▸ **SOURCE DATA**:
//! Branded opaque tokens for loader requests and mutation actions.
//!
//! ## Purpose
//!
//! Every adapter exposes its loaders as `Opaque<LoaderKind>` and its actions
//! as `Opaque<ActionKind>`, but each adapter's payload is a private type.
//! The declared token type alone cannot stop one adapter from decoding
//! another adapter's token, so each [`OpaqueCodec`] instance brands what it
//! encodes:
//!
//! - an in-memory **marker** unique to the codec instance (never serialized)
//! - an HMAC-SHA256 **seal** over `tag | canonical payload`, keyed by a
//!   per-instance random secret
//!
//! Decoding checks the marker first (cheap, exact), then the seal. A token
//! that went through serialization has no marker and is accepted only if the
//! seal verifies, so the brand survives persistence.
//!
//! ```text
//! adapter A codec ──encode──▶ Opaque<loader> ──▶ renderer ──▶ adapter A codec ──decode──▶ payload
//!                                                     └──────▶ adapter B codec ──decode──▶ BrandMismatch
//! ```
//!
//! A brand mismatch is a programmer error (the wrong adapter was handed the
//! token) and is never converted into a data-level error.

use hmac::{Hmac, Mac};
use serde::de::DeserializeOwned;
use serde::{Deserialize, Deserializer, Serialize, Serializer};
use sha2::Sha256;
use std::fmt;
use std::marker::PhantomData;
use uuid::Uuid;

/// Number of HMAC bytes kept in a seal.
const SEAL_BYTES: usize = 16;

/// Declared kind of an opaque token.
pub trait TokenKind: Send + Sync + 'static {
    /// Tag string carried by every token of this kind.
    const TAG: &'static str;
}

/// Tokens that request more content (pagination, expanding collapsed parts).
#[derive(Debug, Clone, Copy, PartialEq, Eq)]
pub enum LoaderKind {}

impl TokenKind for LoaderKind {
    const TAG: &'static str = "loader";
}

/// Tokens that perform a mutation (vote, reply, ...).
#[derive(Debug, Clone, Copy, PartialEq, Eq)]
pub enum ActionKind {}

impl TokenKind for ActionKind {
    const TAG: &'static str = "action";
}

/// Identity of one codec instance.
#[derive(Debug, Clone, Copy, PartialEq, Eq, Hash)]
pub struct CodecMarker(Uuid);

impl fmt::Display for CodecMarker {
    fn fmt(&self, f: &mut fmt::Formatter<'_>) -> fmt::Result {
        // First 8 hex chars are enough to tell codecs apart in logs.
        let simple = self.0.simple().to_string();
        write!(f, "{}", &simple[..8])
    }
}

/// Error type for token encoding and decoding.
#[derive(Debug, Clone, thiserror::Error)]
pub enum TokenError {
    /// Token was produced by a different codec instance.
    #[error("Opaque {tag} token brand mismatch: expected codec {expected}, observed {}", describe_marker(.observed))]
    BrandMismatch {
        /// Declared tag of the token.
        tag: &'static str,
        /// Marker of the decoding codec.
        expected: CodecMarker,
        /// Marker carried by the token (`None` once serialized).
        observed: Option<CodecMarker>,
    },

    /// Marker matched but the payload no longer matches its seal.
    #[error("Opaque {tag} token payload does not match its seal")]
    TamperedPayload {
        /// Declared tag of the token.
        tag: &'static str,
    },

    /// Payload could not be encoded.
    #[error("Failed to encode opaque token payload: {0}")]
    Encode(String),

    /// Payload could not be decoded into the codec's type.
    #[error("Failed to decode opaque token payload: {0}")]
    Decode(String),
}

fn describe_marker(marker: &Option<CodecMarker>) -> String {
    marker.map(|m| m.to_string()).unwrap_or_else(|| "detached".to_string())
}

/// Branded, adapter-private payload.
///
/// Only the [`OpaqueCodec`] that created a token can decode it. Tokens
/// serialize as `{tag, payload, seal}`; the in-memory marker is dropped.
pub struct Opaque<K: TokenKind> {
    marker: Option<CodecMarker>,
    payload: serde_json::Value,
    seal: String,
    _kind: PhantomData<fn() -> K>,
}

impl<K: TokenKind> Opaque<K> {
    /// Tag of this token.
    pub fn tag(&self) -> &'static str {
        K::TAG
    }

    /// Whether the token still carries its in-memory marker.
    pub fn is_attached(&self) -> bool {
        self.marker.is_some()
    }

    /// Hex seal of this token.
    pub fn seal(&self) -> &str {
        &self.seal
    }

    #[cfg(test)]
    pub(crate) fn payload_mut(&mut self) -> &mut serde_json::Value {
        &mut self.payload
    }
}

impl<K: TokenKind> Clone for Opaque<K> {
    fn clone(&self) -> Self {
        Self {
            marker: self.marker,
            payload: self.payload.clone(),
            seal: self.seal.clone(),
            _kind: PhantomData,
        }
    }
}

impl<K: TokenKind> PartialEq for Opaque<K> {
    fn eq(&self, other: &Self) -> bool {
        self.marker == other.marker && self.seal == other.seal && self.payload == other.payload
    }
}

impl<K: TokenKind> fmt::Debug for Opaque<K> {
    fn fmt(&self, f: &mut fmt::Formatter<'_>) -> fmt::Result {
        f.debug_struct("Opaque")
            .field("tag", &K::TAG)
            .field("marker", &self.marker)
            .field("seal", &self.seal)
            .finish_non_exhaustive()
    }
}

/// Serialized form of a token.
#[derive(Serialize, Deserialize)]
struct OpaqueWire {
    tag: String,
    payload: serde_json::Value,
    seal: String,
}

impl<K: TokenKind> Serialize for Opaque<K> {
    fn serialize<S: Serializer>(&self, serializer: S) -> Result<S::Ok, S::Error> {
        OpaqueWire {
            tag: K::TAG.to_string(),
            payload: self.payload.clone(),
            seal: self.seal.clone(),
        }
        .serialize(serializer)
    }
}

impl<'de, K: TokenKind> Deserialize<'de> for Opaque<K> {
    fn deserialize<D: Deserializer<'de>>(deserializer: D) -> Result<Self, D::Error> {
        let wire = OpaqueWire::deserialize(deserializer)?;
        if wire.tag != K::TAG {
            return Err(serde::de::Error::custom(format!(
                "expected opaque {} token, found {}",
                K::TAG,
                wire.tag
            )));
        }
        Ok(Self {
            marker: None,
            payload: wire.payload,
            seal: wire.seal,
            _kind: PhantomData,
        })
    }
}

/// Encoder/decoder pair for one adapter's private token payload.
///
/// Construct one instance per adapter and hand it to every code path that
/// mints or consumes that adapter's tokens. Two instances never accept each
/// other's tokens, even for the same `T` and `K`.
pub struct OpaqueCodec<T, K: TokenKind> {
    marker: CodecMarker,
    secret: [u8; 32],
    _types: PhantomData<fn(T) -> (T, K)>,
}

impl<T, K> OpaqueCodec<T, K>
where
    T: Serialize + DeserializeOwned,
    K: TokenKind,
{
    /// Create a codec with a fresh marker and seal secret.
    pub fn new() -> Self {
        let mut secret = [0u8; 32];
        secret[..16].copy_from_slice(Uuid::new_v4().as_bytes());
        secret[16..].copy_from_slice(Uuid::new_v4().as_bytes());

        Self {
            marker: CodecMarker(Uuid::new_v4()),
            secret,
            _types: PhantomData,
        }
    }

    /// Marker of this codec instance.
    pub fn marker(&self) -> CodecMarker {
        self.marker
    }

    /// Brand a payload.
    pub fn encode(&self, value: &T) -> Result<Opaque<K>, TokenError> {
        let payload = serde_json::to_value(value).map_err(|e| TokenError::Encode(e.to_string()))?;
        let seal = hex::encode(self.seal_bytes(&payload)?);

        Ok(Opaque {
            marker: Some(self.marker),
            payload,
            seal,
            _kind: PhantomData,
        })
    }

    /// Check whether a token carries this codec's brand.
    pub fn owns(&self, token: &Opaque<K>) -> bool {
        match token.marker {
            Some(marker) => marker == self.marker,
            None => self.seal_matches(token).unwrap_or(false),
        }
    }

    /// Unbrand a token produced by this codec.
    pub fn decode(&self, token: &Opaque<K>) -> Result<T, TokenError> {
        match token.marker {
            Some(marker) if marker != self.marker => {
                return Err(self.brand_mismatch(token.marker));
            }
            Some(_) => {
                if !self.seal_matches(token)? {
                    return Err(TokenError::TamperedPayload { tag: K::TAG });
                }
            }
            None => {
                if !self.seal_matches(token)? {
                    return Err(self.brand_mismatch(None));
                }
            }
        }

        serde_json::from_value(token.payload.clone()).map_err(|e| TokenError::Decode(e.to_string()))
    }

    fn brand_mismatch(&self, observed: Option<CodecMarker>) -> TokenError {
        tracing::error!(
            tag = K::TAG,
            expected = %self.marker,
            observed = %describe_marker(&observed),
            "OPAQUE_BRAND_MISMATCH: token handed to a codec that did not issue it"
        );
        TokenError::BrandMismatch {
            tag: K::TAG,
            expected: self.marker,
            observed,
        }
    }

    fn mac(&self, payload: &serde_json::Value) -> Result<Hmac<Sha256>, TokenError> {
        let bytes = serde_json::to_vec(payload).map_err(|e| TokenError::Encode(e.to_string()))?;
        let mut mac = Hmac::<Sha256>::new_from_slice(&self.secret)
            .expect("HMAC accepts any key size");
        mac.update(K::TAG.as_bytes());
        mac.update(b"|");
        mac.update(&bytes);
        Ok(mac)
    }

    fn seal_bytes(&self, payload: &serde_json::Value) -> Result<Vec<u8>, TokenError> {
        let result = self.mac(payload)?.finalize().into_bytes();
        Ok(result[..SEAL_BYTES].to_vec())
    }

    fn seal_matches(&self, token: &Opaque<K>) -> Result<bool, TokenError> {
        let Ok(observed) = hex::decode(&token.seal) else {
            return Ok(false);
        };
        if observed.len() != SEAL_BYTES {
            return Ok(false);
        }
        Ok(self.mac(&token.payload)?.verify_truncated_left(&observed).is_ok())
    }
}

impl<T, K> Default for OpaqueCodec<T, K>
where
    T: Serialize + DeserializeOwned,
    K: TokenKind,
{
    fn default() -> Self {
        Self::new()
    }
}

impl<T, K: TokenKind> fmt::Debug for OpaqueCodec<T, K> {
    fn fmt(&self, f: &mut fmt::Formatter<'_>) -> fmt::Result {
        f.debug_struct("OpaqueCodec")
            .field("tag", &K::TAG)
            .field("marker", &self.marker)
            .finish_non_exhaustive()
    }
}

▸ **AIM OF THE EXERCISE**: For each line in the data that holds the word "PhantomData", copy the line.

▸ **RESPONSE TO THIS EXERCISE**:
use std::marker::PhantomData;
    _kind: PhantomData<fn() -> K>,
            _kind: PhantomData,
            _kind: PhantomData,
    _types: PhantomData<fn(T) -> (T, K)>,
            _types: PhantomData,
            _kind: PhantomData,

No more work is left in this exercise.